Stored data entries
★ ★ ★

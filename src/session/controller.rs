// SPDX-License-Identifier: GPL-3.0-only

//! Session controller
//!
//! Drives one capture session through its lifecycle:
//!
//! ```text
//! Idle ──visible──▶ RequestingPermission ──granted──▶ Configuring ──started──▶ Running
//!   │                      │                              │
//!   │                      └──refused──▶ PermissionDenied └──refused──▶ Unsupported
//!   └──authorized───────────────────────────────▶ Configuring
//!
//! any ──hidden──▶ Stopped   (PermissionDenied and Unsupported stay as they are)
//! ```
//!
//! All methods run on the host's thread. Slow platform calls happen on a
//! background worker and come back as [`ControllerEvent`]s, which the host
//! feeds in through [`SessionController::process_next`] or
//! [`SessionController::process_pending`].

use super::observer::{NoopObserver, ScannerObserver};
use super::pipeline::{Pipeline, lock_slot};
use super::sink::ScanResultSink;
use super::state::{ControllerEvent, SessionFlags, SessionState};
use super::worker::SessionWorker;
use crate::backends::{
    AccessRequest, AuthorizationStatus, CameraDevice, CapturePlatform, MetadataObject,
};
use crate::config::{FailureMessage, GuideStyle, ReconfigurePolicy, SessionConfig};
use crate::errors::{ConfigError, ConfigResult, ScanFailure, UnsupportedReason};
use crate::overlay::{GuideOverlay, PreviewSurface, Rect};
use std::sync::Arc;
use std::sync::atomic::Ordering;
use tokio::sync::{mpsc, oneshot, watch};
use tracing::{debug, info, trace, warn};
use uuid::Uuid;

const WORKER_THREAD_NAME: &str = "scanner-session";

/// Host-bound observable values
///
/// Each field is a read-only view; only the controller writes them.
#[derive(Debug, Clone)]
pub struct ScannerBindings {
    pub scan_result: watch::Receiver<Option<String>>,
    pub is_scanned: watch::Receiver<bool>,
    pub status: watch::Receiver<SessionFlags>,
}

impl ScannerBindings {
    pub fn scan_result(&self) -> Option<String> {
        self.scan_result.borrow().clone()
    }

    pub fn is_scanned(&self) -> bool {
        *self.is_scanned.borrow()
    }

    pub fn flags(&self) -> SessionFlags {
        *self.status.borrow()
    }
}

enum Incoming {
    Access(bool),
    Event(ControllerEvent),
}

/// Owns one capture session and its state machine
pub struct SessionController {
    id: Uuid,
    platform: Arc<dyn CapturePlatform>,
    observer: Box<dyn ScannerObserver>,
    config: Option<SessionConfig>,
    state: SessionState,
    visible: bool,
    /// Bumped on every visibility change; async results from older tickets
    /// are dropped
    ticket: u64,
    next_pipeline_id: u64,
    pipeline: Option<Pipeline>,
    pending_access: Option<AccessRequest>,
    is_scanner_supported: bool,
    last_failure: Option<ScanFailure>,
    preview: Option<PreviewSurface>,
    overlay: Option<GuideOverlay>,
    overlay_generation: u64,
    sink: ScanResultSink,
    status: watch::Sender<SessionFlags>,
    events_tx: mpsc::UnboundedSender<ControllerEvent>,
    events_rx: mpsc::UnboundedReceiver<ControllerEvent>,
    worker: Option<SessionWorker>,
}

★ ★ ★

Your task
Whenever a line of the data above includes the word "borrow", copy that line.

Solution for this task
        self.scan_result.borrow().clone()
        *self.is_scanned.borrow()
        *self.status.borrow()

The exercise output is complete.